I sometimes worry that my wife Paula won’t be able to see me grow old. Not that I expect to outlive her. She is four years my junior and has the blood pressure of a 17-year-old track star. It’s her eyesight I’m worried about, because she is at risk for a form of blindness called macular degeneration. Paula is the youngest in a long line of redheads, several of whom have been diagnosed with this illness. Her fair-haired grandmother developed macular degeneration and was eventually unable to see her bridge hand and had to give up her golf game, just when she was threatening to score below her age. Fortunately, Paula should be able to avoid her grandmother’s fate, because we now have outstanding treatments for this disease.
Too bad these treatments are costing us billions more than they should. The price of some macular degeneration treatments is staggeringly high, and both doctors and the pharmaceutical company making the treatments are motivated to keep it that way. If we as a country want to forestall blindness in people like my wife, without going bankrupt in the process, we need to pressure our government to do some hardball negotiating.

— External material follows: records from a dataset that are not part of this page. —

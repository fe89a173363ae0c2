use regex::Regex;
use serde::{Deserialize, Serialize};
use std::sync::OnceLock;

use super::domain::{CornerLocation, EdgeLocation, Severity, Side, SurfaceKind};
use super::normalizer::{NormalizedObservation, NormalizedReport};
use super::rubric::{CountedScale, LocationRubric, SeverityScale, SurfaceRubric};
use super::text::cached;

/// Capped deduction total for one category plus the audit lines explaining it.
#[derive(Debug, Clone, Default, PartialEq, Serialize, Deserialize)]
pub struct CategoryDeduction {
    pub deductions: f64,
    pub details: Vec<String>,
}

impl CategoryDeduction {
    fn add(&mut self, amount: f64, detail: String) {
        self.deductions += amount;
        self.details.push(detail);
    }

    /// Clamps the total into `[0, cap]`, noting any truncation.
    pub(crate) fn apply_cap(&mut self, category: &str, cap: f64) {
        let cap = cap.max(0.0);
        if self.deductions > cap {
            self.details.push(format!(
                "{category} deductions capped at -{cap:.1} (was -{:.2})",
                self.deductions
            ));
            self.deductions = cap;
        }
        if self.deductions.is_nan() || self.deductions < 0.0 {
            self.deductions = 0.0;
        }
    }

    pub fn has_deduction(&self) -> bool {
        self.deductions > 0.0
    }
}

pub fn corner_deductions(report: &NormalizedReport, rubric: &LocationRubric) -> CategoryDeduction {
    let mut result = CategoryDeduction::default();
    for side in Side::ALL {
        for location in CornerLocation::ALL {
            let observation = report.side(side).corner(location);
            let wording = match observation.severity {
                Severity::None => continue,
                Severity::Minor => "Minor whitening",
                Severity::Moderate => "Moderate whitening",
                Severity::Heavy => "Heavy wear",
            };
            let amount = rubric.scale.amount(observation.severity);
            result.add(
                amount,
                format!("{} {}: {wording} (-{amount:.2})", side.label(), location.label()),
            );
        }
    }
    result.apply_cap("Corner", rubric.cap);
    result
}

pub fn edge_deductions(report: &NormalizedReport, rubric: &LocationRubric) -> CategoryDeduction {
    let mut result = CategoryDeduction::default();
    for side in Side::ALL {
        for location in EdgeLocation::ALL {
            let observation = report.side(side).edge(location);
            let wording = match observation.severity {
                Severity::None => continue,
                Severity::Minor => "Minor roughness",
                Severity::Moderate => "Moderate chipping/dots",
                Severity::Heavy => "Heavy wear",
            };
            let amount = rubric.scale.amount(observation.severity);
            result.add(
                amount,
                format!(
                    "{} {} Edge: {wording} (-{amount:.2})",
                    side.label(),
                    location.label()
                ),
            );
        }
    }
    result.apply_cap("Edge", rubric.cap);
    result
}

/// Surface deductions per kind. Creases are listed but never deducted here; they are
/// handled by the severe damage classifier.
pub fn surface_deductions(report: &NormalizedReport, rubric: &SurfaceRubric) -> CategoryDeduction {
    let mut result = CategoryDeduction::default();
    for side in Side::ALL {
        let surface = report.side(side);
        let label = side.label();

        scratches(&mut result, label, surface.surface(SurfaceKind::Scratches), &rubric.scratches);
        print_defects(
            &mut result,
            label,
            surface.surface(SurfaceKind::PrintDefects),
            &rubric.print_defects,
        );
        if surface.surface(SurfaceKind::Creases).severity.is_defect() {
            result
                .details
                .push(format!("{label}: CREASE DETECTED (handled by structural damage cap)"));
        }
        flat(
            &mut result,
            label,
            surface.surface(SurfaceKind::Stains),
            &rubric.stains,
            ["Minor stain/discoloration", "Moderate stain", "Heavy stain"],
        );
        flat(
            &mut result,
            label,
            surface.surface(SurfaceKind::Other),
            &rubric.other,
            [
                "Other minor surface issue",
                "Other moderate surface issue",
                "Other heavy surface issue",
            ],
        );
    }
    result.apply_cap("Surface", rubric.cap);
    result
}

fn scratches(
    result: &mut CategoryDeduction,
    side: &str,
    observation: &NormalizedObservation,
    scale: &CountedScale,
) {
    let (amount, wording) = match observation.severity {
        Severity::None => return,
        Severity::Minor => match hairline_count(&observation.description) {
            Count::Single => (scale.minor_single, "1 hairline scratch"),
            Count::Few => (scale.minor_few, "2-3 hairline scratches"),
            Count::Unspecified => (scale.minor_unspecified, "Minor scratch"),
        },
        Severity::Moderate => (scale.moderate, "Moderate scratches"),
        Severity::Heavy => (scale.heavy, "Heavy scratches"),
    };
    result.add(amount, format!("{side}: {wording} (-{amount:.2})"));
}

fn print_defects(
    result: &mut CategoryDeduction,
    side: &str,
    observation: &NormalizedObservation,
    scale: &CountedScale,
) {
    let (amount, wording) = match observation.severity {
        Severity::None => return,
        Severity::Minor => match print_dot_count(&observation.description) {
            Count::Single => (scale.minor_single, "1-3 print dots"),
            Count::Few => (scale.minor_few, "4-10 print dots"),
            Count::Unspecified => (scale.minor_unspecified, "Minor print defects"),
        },
        Severity::Moderate => (scale.moderate, "10+ print dots"),
        Severity::Heavy => (scale.heavy, "Heavy print defects"),
    };
    result.add(amount, format!("{side}: {wording} (-{amount:.2})"));
}

fn flat(
    result: &mut CategoryDeduction,
    side: &str,
    observation: &NormalizedObservation,
    scale: &SeverityScale,
    wording: [&str; 3],
) {
    let wording = match observation.severity {
        Severity::None => return,
        Severity::Minor => wording[0],
        Severity::Moderate => wording[1],
        Severity::Heavy => wording[2],
    };
    let amount = scale.amount(observation.severity);
    result.add(amount, format!("{side}: {wording} (-{amount:.2})"));
}

#[derive(Debug, PartialEq, Eq)]
enum Count {
    Single,
    Few,
    Unspecified,
}

fn hairline_count(description: &str) -> Count {
    static SINGLE: OnceLock<Regex> = OnceLock::new();
    static FEW: OnceLock<Regex> = OnceLock::new();
    classify_count(
        description,
        cached(&SINGLE, r"(?i)\b(1|one|single)\b"),
        cached(&FEW, r"(?i)\b(2\s*-\s*3|2|3|two|three|few|couple)\b"),
    )
}

fn print_dot_count(description: &str) -> Count {
    static SINGLE: OnceLock<Regex> = OnceLock::new();
    static FEW: OnceLock<Regex> = OnceLock::new();
    classify_count(
        description,
        cached(&SINGLE, r"(?i)\b(1|one|single)\b"),
        cached(&FEW, r"(?i)\b[4-9]\b|\b(few|several)\b"),
    )
}

fn classify_count(description: &str, single: &Regex, few: &Regex) -> Count {
    if single.is_match(description) {
        Count::Single
    } else if few.is_match(description) {
        Count::Few
    } else {
        Count::Unspecified
    }
}
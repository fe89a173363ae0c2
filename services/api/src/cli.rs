use crate::grade::{run_grade, GradeArgs};
use crate::server;
use card_grader::error::AppError;
use clap::{Args, Parser, Subcommand};

#[derive(Parser, Debug)]
#[command(
    name = "card-grader",
    about = "Grade trading cards from structured defect reports",
    version
)]
struct Cli {
    #[command(subcommand)]
    command: Option<Command>,
}

#[derive(Subcommand, Debug)]
enum Command {
    /// Start the HTTP service (default command)
    Serve(ServeArgs),
    /// Grade a single assessment document and print the result as JSON
    Grade(GradeArgs),
}

#[derive(Args, Debug, Default)]
pub(crate) struct ServeArgs {
    /// Override the configured host for the HTTP server
    #[arg(long)]
    pub(crate) host: Option<String>,
    /// Override the configured port for the HTTP server
    #[arg(long)]
    pub(crate) port: Option<u16>,
}

pub(crate) async fn run() -> Result<(), AppError> {
    let cli = Cli::parse();
    let command = cli
        .command
        .unwrap_or_else(|| Command::Serve(ServeArgs::default()));

    match command {
        Command::Serve(args) => server::run(args).await,
        Command::Grade(args) => run_grade(args).await,
    }
}
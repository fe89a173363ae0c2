use card_grader::grading::GradingEngine;
use metrics_exporter_prometheus::PrometheusHandle;
use std::sync::atomic::AtomicBool;
use std::sync::Arc;

#[derive(Clone)]
pub(crate) struct AppState {
    pub(crate) readiness: Arc<AtomicBool>,
    pub(crate) metrics: Arc<PrometheusHandle>,
    pub(crate) engine: Arc<GradingEngine>,
}

impl AppState {
    pub(crate) fn new(metrics: PrometheusHandle, engine: Arc<GradingEngine>) -> Self {
        Self {
            readiness: Arc::new(AtomicBool::new(false)),
            metrics: Arc::new(metrics),
            engine,
        }
    }
}
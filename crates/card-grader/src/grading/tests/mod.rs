mod common;
mod scenarios;
use card_grader_api::run;

#[tokio::main]
async fn main() {
    if let Err(err) = run().await {
        eprintln!("application error: {err}");
        std::process::exit(1);
    }
}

By way of background, my grandmother-in-law suffered from what ophthalmologists call “wet” macular degeneration. Frail little blood vessels began proliferating in the back of her retina. It’s not unusual to have lots of blood vessels back in the retina. It’s that red blood, after all, that causes so many of us to look possessed in family photos, with red eyes staring demonically into the lens. But in wet macular degeneration, there’s even more blood vessels than normal in the back of the eye, and they are more inclined to leak than typical blood vessels. This leaking fluid damages the nerve cells we depend upon to see light and darkness. For years, there was little doctors could do to slow these leaks.
Then along came Avastin.
Some of you may recognize Avastin as being a cancer drug. That’s true. Avastin works by disrupting a chemical our body makes to promote blood vessel growth. Tumors that depend on new blood vessels to grow are thereby thwarted by the drug. So, too, is macular degeneration. No new frail blood vessels means no blood vessel leakage!

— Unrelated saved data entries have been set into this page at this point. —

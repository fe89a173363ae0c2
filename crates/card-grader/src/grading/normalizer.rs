use serde::Serialize;

use super::centering::{parse_ratio, CenteringRatio};
use super::domain::{
    CardAssessment, CornerLocation, DefectObservation, EdgeLocation, Severity, Side,
    SideDefects, SurfaceKind,
};

/// Observation with every field resolved.
#[derive(Debug, Clone, Default, PartialEq, Serialize)]
pub struct NormalizedObservation {
    pub severity: Severity,
    pub description: String,
    pub size_mm: Option<f64>,
}

impl NormalizedObservation {
    fn from_raw(raw: Option<&DefectObservation>) -> Self {
        let Some(raw) = raw else {
            return Self::default();
        };
        Self {
            severity: raw.recognized_severity().unwrap_or_default(),
            description: raw
                .description
                .as_deref()
                .map(str::trim)
                .unwrap_or_default()
                .to_string(),
            size_mm: raw.size_mm.filter(|size| size.is_finite() && *size >= 0.0),
        }
    }
}

#[derive(Debug, Clone, Default, PartialEq, Serialize)]
pub struct NormalizedSide {
    corners: [NormalizedObservation; 4],
    edges: [NormalizedObservation; 4],
    surface: [NormalizedObservation; 5],
}

impl NormalizedSide {
    fn from_raw(raw: Option<&SideDefects>) -> Self {
        let mut side = Self::default();
        if let Some(raw) = raw {
            for location in CornerLocation::ALL {
                side.corners[location.index()] =
                    NormalizedObservation::from_raw(raw.corner(location));
            }
            for location in EdgeLocation::ALL {
                side.edges[location.index()] = NormalizedObservation::from_raw(raw.edge(location));
            }
            for kind in SurfaceKind::ALL {
                side.surface[kind.index()] = NormalizedObservation::from_raw(raw.surface(kind));
            }
        }
        side
    }

    pub fn corner(&self, location: CornerLocation) -> &NormalizedObservation {
        &self.corners[location.index()]
    }

    pub fn edge(&self, location: EdgeLocation) -> &NormalizedObservation {
        &self.edges[location.index()]
    }

    pub fn surface(&self, kind: SurfaceKind) -> &NormalizedObservation {
        &self.surface[kind.index()]
    }
}

/// Which location inside a side an observation belongs to.
#[derive(Debug, Clone, Copy, PartialEq, Eq)]
pub enum Zone {
    Corner(CornerLocation),
    Edge(EdgeLocation),
    Surface(SurfaceKind),
}

impl Zone {
    pub fn label(self) -> String {
        match self {
            Zone::Corner(location) => format!("{} corner", location.label()),
            Zone::Edge(location) => format!("{} edge", location.label()),
            Zone::Surface(kind) => format!("surface {}", kind.label()),
        }
    }
}

/// All four centering ratios resolved to numbers.
#[derive(Debug, Clone, PartialEq, Serialize)]
pub struct NormalizedCentering {
    pub front_left_right: CenteringRatio,
    pub front_top_bottom: CenteringRatio,
    pub back_left_right: CenteringRatio,
    pub back_top_bottom: CenteringRatio,
    pub worst_axis: Option<String>,
    pub worst_ratio: Option<String>,
    /// False when the assessment carried no centering block at all.
    pub reported: bool,
}

impl NormalizedCentering {
    /// Ratios in fixed order with their display names.
    pub fn axes(&self) -> [(&'static str, &CenteringRatio); 4] {
        [
            ("Front left/right", &self.front_left_right),
            ("Front top/bottom", &self.front_top_bottom),
            ("Back left/right", &self.back_left_right),
            ("Back top/bottom", &self.back_top_bottom),
        ]
    }
}

/// Fully populated view over a [`CardAssessment`]; calculators read only this.
#[derive(Debug, Clone, PartialEq, Serialize)]
pub struct NormalizedReport {
    pub front: NormalizedSide,
    pub back: NormalizedSide,
    pub centering: NormalizedCentering,
}

impl NormalizedReport {
    pub fn side(&self, side: Side) -> &NormalizedSide {
        match side {
            Side::Front => &self.front,
            Side::Back => &self.back,
        }
    }

    /// Every observation in deterministic order: front before back, then corners,
    /// edges and surface kinds in their declared order.
    pub fn observations(&self) -> impl Iterator<Item = (Side, Zone, &NormalizedObservation)> {
        Side::ALL.into_iter().flat_map(move |side| {
            let normalized = self.side(side);
            let corners = CornerLocation::ALL
                .into_iter()
                .map(move |location| (side, Zone::Corner(location), normalized.corner(location)));
            let edges = EdgeLocation::ALL
                .into_iter()
                .map(move |location| (side, Zone::Edge(location), normalized.edge(location)));
            let surface = SurfaceKind::ALL
                .into_iter()
                .map(move |kind| (side, Zone::Surface(kind), normalized.surface(kind)));
            corners.chain(edges).chain(surface)
        })
    }
}

pub fn normalize(assessment: &CardAssessment) -> NormalizedReport {
    let centering = assessment.centering.as_ref();
    let ratio = |text: Option<&String>| parse_ratio(text.map(String::as_str));

    NormalizedReport {
        front: NormalizedSide::from_raw(assessment.side(Side::Front)),
        back: NormalizedSide::from_raw(assessment.side(Side::Back)),
        centering: NormalizedCentering {
            front_left_right: ratio(centering.and_then(|c| c.front_left_right_ratio_text.as_ref())),
            front_top_bottom: ratio(centering.and_then(|c| c.front_top_bottom_ratio_text.as_ref())),
            back_left_right: ratio(centering.and_then(|c| c.back_left_right_ratio_text.as_ref())),
            back_top_bottom: ratio(centering.and_then(|c| c.back_top_bottom_ratio_text.as_ref())),
            worst_axis: centering.and_then(|c| c.worst_axis.clone()),
            worst_ratio: centering.and_then(|c| c.worst_ratio.clone()),
            reported: centering.is_some(),
        },
    }
}

#[cfg(test)]
mod tests {
    use super::*;
    use crate::grading::centering::RatioSource;
    use crate::grading::domain::{CenteringMeasurement, DefectReport};

    #[test]
    fn empty_assessment_normalizes_to_no_defects() {
        let report = normalize(&CardAssessment::default());

        assert!(report
            .observations()
            .all(|(_, _, observation)| observation.severity == Severity::None));
        assert_eq!(report.observations().count(), 26);
        assert!(!report.centering.reported);
        for (_, ratio) in report.centering.axes() {
            assert_eq!(ratio.larger_percent, 50.0);
            assert_eq!(ratio.source, RatioSource::Defaulted);
        }
    }

    #[test]
    fn unrecognized_severity_is_ignored() {
        let defects = DefectReport::default().with_corner(
            Side::Back,
            CornerLocation::BottomRight,
            DefectObservation::new("catastrophic", "  odd wording  "),
        );
        let report = normalize(&CardAssessment::new(
            defects,
            CenteringMeasurement::uniform("50/50"),
        ));

        let corner = report.back.corner(CornerLocation::BottomRight);
        assert_eq!(corner.severity, Severity::None);
        assert_eq!(corner.description, "odd wording");
    }

    #[test]
    fn observation_order_is_front_then_back() {
        let report = normalize(&CardAssessment::default());
        let zones: Vec<_> = report
            .observations()
            .map(|(side, zone, _)| (side, zone))
            .collect();

        assert_eq!(zones[0], (Side::Front, Zone::Corner(CornerLocation::TopLeft)));
        assert_eq!(zones[4], (Side::Front, Zone::Edge(EdgeLocation::Top)));
        assert_eq!(zones[8], (Side::Front, Zone::Surface(SurfaceKind::Scratches)));
        assert_eq!(zones[13], (Side::Back, Zone::Corner(CornerLocation::TopLeft)));
    }
}
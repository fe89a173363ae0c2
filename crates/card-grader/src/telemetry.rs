use crate::config::TelemetryConfig;
use std::fmt;
use tracing_subscriber::filter::ParseError;
use tracing_subscriber::EnvFilter;

#[derive(Debug)]
pub enum TelemetryError {
    EnvFilter { value: String, source: ParseError },
    Subscriber(Box<dyn std::error::Error + Send + Sync>),
}

impl fmt::Display for TelemetryError {
    fn fmt(&self, f: &mut fmt::Formatter<'_>) -> fmt::Result {
        match self {
            TelemetryError::EnvFilter { value, .. } => {
                write!(
                    f,
                    "invalid log level/filter '{}': unable to build EnvFilter",
                    value
                )
            }
            TelemetryError::Subscriber(err) => write!(f, "subscriber already installed: {err}"),
        }
    }
}

impl std::error::Error for TelemetryError {
    fn source(&self) -> Option<&(dyn std::error::Error + 'static)> {
        match self {
            TelemetryError::EnvFilter { source, .. } => Some(source),
            TelemetryError::Subscriber(err) => Some(&**err),
        }
    }
}

/// `RUST_LOG` wins when set and valid; otherwise the configured level applies.
pub fn filter(config: &TelemetryConfig) -> Result<EnvFilter, TelemetryError> {
    match EnvFilter::try_from_default_env() {
        Ok(filter) => Ok(filter),
        Err(_) => {
            EnvFilter::try_new(&config.log_level).map_err(|source| TelemetryError::EnvFilter {
                value: config.log_level.clone(),
                source,
            })
        }
    }
}

/// Installs the global subscriber. Output goes to stderr so `grade` can keep stdout
/// for the JSON result.
pub fn init(config: &TelemetryConfig) -> Result<(), TelemetryError> {
    tracing_subscriber::fmt()
        .with_env_filter(filter(config)?)
        .with_writer(std::io::stderr)
        .with_target(false)
        .compact()
        .with_ansi(false)
        .try_init()
        .map_err(TelemetryError::Subscriber)
}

Many ophthalmologists treat wet macular degeneration by injecting Avastin directly into the back of patient’s eyeballs. (Under local anesthesia, of course!) And the drug isn’t even terribly expensive. By one estimate, Medicare pays about $50 a pop for monthly Avastin injections. There is a problem with this effective and affordable treatment, however. Avastin has never been approved by the FDA to treat macular degeneration. Physicians are allowed to use it as an off-label treatment, but because it is off label, it needs to be reformulated by pharmacies into an injectable form, and before standards for such reformulation were bolstered, some patients experienced eye infections from contaminated vials.

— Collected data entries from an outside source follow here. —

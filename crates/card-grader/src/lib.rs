//! Deterministic card grading: turns a structured defect report into a whole-number
//! grade with an auditable breakdown, then runs a downward-only validation pass.

pub mod config;
pub mod error;
pub mod grading;
pub mod telemetry;
impl CornerLocation {
    pub const ALL: [CornerLocation; 4] = [
        CornerLocation::TopLeft,
        CornerLocation::TopRight,
        CornerLocation::BottomLeft,
        CornerLocation::BottomRight,
    ];

    pub fn label(self) -> &'static str {
        match self {
            CornerLocation::TopLeft => "Top-Left",
            CornerLocation::TopRight => "Top-Right",
            CornerLocation::BottomLeft => "Bottom-Left",
            CornerLocation::BottomRight => "Bottom-Right",
        }
    }

    pub(crate) fn index(self) -> usize {
        self as usize
    }
}

#[derive(Debug, Clone, Copy, PartialEq, Eq, PartialOrd, Ord, Hash, Serialize, Deserialize)]
#[serde(rename_all = "snake_case")]
pub enum EdgeLocation {
    Top,
    Bottom,
    Left,
    Right,
}

impl EdgeLocation {
    pub const ALL: [EdgeLocation; 4] = [
        EdgeLocation::Top,
        EdgeLocation::Bottom,
        EdgeLocation::Left,
        EdgeLocation::Right,
    ];

    pub fn label(self) -> &'static str {
        match self {
            EdgeLocation::Top => "Top",
            EdgeLocation::Bottom => "Bottom",
            EdgeLocation::Left => "Left",
            EdgeLocation::Right => "Right",
        }
    }

    pub(crate) fn index(self) -> usize {
        self as usize
    }
}

#[derive(Debug, Clone, Copy, PartialEq, Eq, PartialOrd, Ord, Hash, Serialize, Deserialize)]
#[serde(rename_all = "snake_case")]
pub enum SurfaceKind {
    Scratches,
    Creases,
    PrintDefects,
    Stains,
    Other,
}

impl SurfaceKind {
    pub const ALL: [SurfaceKind; 5] = [
        SurfaceKind::Scratches,
        SurfaceKind::Creases,
        SurfaceKind::PrintDefects,
        SurfaceKind::Stains,
        SurfaceKind::Other,
    ];

    pub fn label(self) -> &'static str {
        match self {
            SurfaceKind::Scratches => "scratches",
            SurfaceKind::Creases => "creases",
            SurfaceKind::PrintDefects => "print defects",
            SurfaceKind::Stains => "stains",
            SurfaceKind::Other => "other",
        }
    }

    pub(crate) fn index(self) -> usize {
        self as usize
    }
}
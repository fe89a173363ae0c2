use axum::response::Response;
use rand::rngs::StdRng;
use rand::seq::SliceRandom;
use rand::Rng;
use serde_json::Value;

use crate::grading::{
    CardAssessment, CenteringMeasurement, CornerLocation, DefectObservation, DefectReport,
    EdgeLocation, GradingConfig, GradingEngine, Side, SurfaceKind,
};

const SEVERITIES: [&str; 5] = ["none", "minor", "moderate", "heavy", "unclear"];

const DESCRIPTIONS: [&str; 10] = [
    "",
    "light whitening",
    "no creases or tears",
    "small tear near border",
    "corner bent upward",
    "white fiber visible 0.7mm",
    "chipping along 30% of edge",
    "one hairline scratch",
    "several print dots",
    "heavily worn tip",
];

pub(super) fn engine() -> GradingEngine {
    GradingEngine::new(GradingConfig::default())
}

pub(super) fn centered(defects: DefectReport) -> CardAssessment {
    CardAssessment::new(defects, CenteringMeasurement::uniform("50/50"))
}

/// Every slot on both sides explicitly reported with severity "none".
pub(super) fn pristine_report() -> DefectReport {
    let none = || DefectObservation::new("none", "");
    let mut report = DefectReport::default();
    for side in Side::ALL {
        for location in CornerLocation::ALL {
            report = report.with_corner(side, location, none());
        }
        for location in EdgeLocation::ALL {
            report = report.with_edge(side, location, none());
        }
        for kind in SurfaceKind::ALL {
            report = report.with_surface(side, kind, none());
        }
    }
    report
}

pub(super) fn random_observation(rng: &mut StdRng) -> DefectObservation {
    let severity = SEVERITIES.choose(rng).copied().unwrap_or("none");
    let description = if rng.gen_bool(0.3) {
        DESCRIPTIONS.choose(rng).copied().unwrap_or("")
    } else {
        ""
    };
    DefectObservation::new(severity, description)
}

pub(super) fn random_assessment(rng: &mut StdRng) -> CardAssessment {
    let mut report = DefectReport::default();
    for side in Side::ALL {
        for location in CornerLocation::ALL {
            report = report.with_corner(side, location, random_observation(rng));
        }
        for location in EdgeLocation::ALL {
            report = report.with_edge(side, location, random_observation(rng));
        }
        for kind in SurfaceKind::ALL {
            report = report.with_surface(side, kind, random_observation(rng));
        }
    }

    let ratio = |rng: &mut StdRng| {
        let larger = rng.gen_range(50..=90);
        format!("{larger}/{}", 100 - larger)
    };
    let centering = CenteringMeasurement {
        front_left_right_ratio_text: Some(ratio(rng)),
        front_top_bottom_ratio_text: Some(ratio(rng)),
        back_left_right_ratio_text: Some(ratio(rng)),
        back_top_bottom_ratio_text: Some(ratio(rng)),
        worst_axis: None,
        worst_ratio: None,
    };
    CardAssessment::new(report, centering)
}

pub(super) async fn read_json_body(response: Response) -> Value {
    let body = axum::body::to_bytes(response.into_body(), usize::MAX)
        .await
        .expect("read body");
    serde_json::from_slice(&body).expect("json payload")
}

Fortunately, there is a second drug to treat macular degeneration, one very similar in its chemical composition, another blood vessel-blocking drug called Lucentis. Unlike Avastin, Lucentis is FDA-approved to treat the disease. That means it is made by the manufacturer in a ready-to-inject formulation, and there is no need for pharmacies to do any additional prepping. Lucentis is just as good as slowing the progression of macular degeneration as Avastin. There’s just one little problem with Lucentis, however. Instead of costing Medicare $50 per pop, it costs up to $2,000.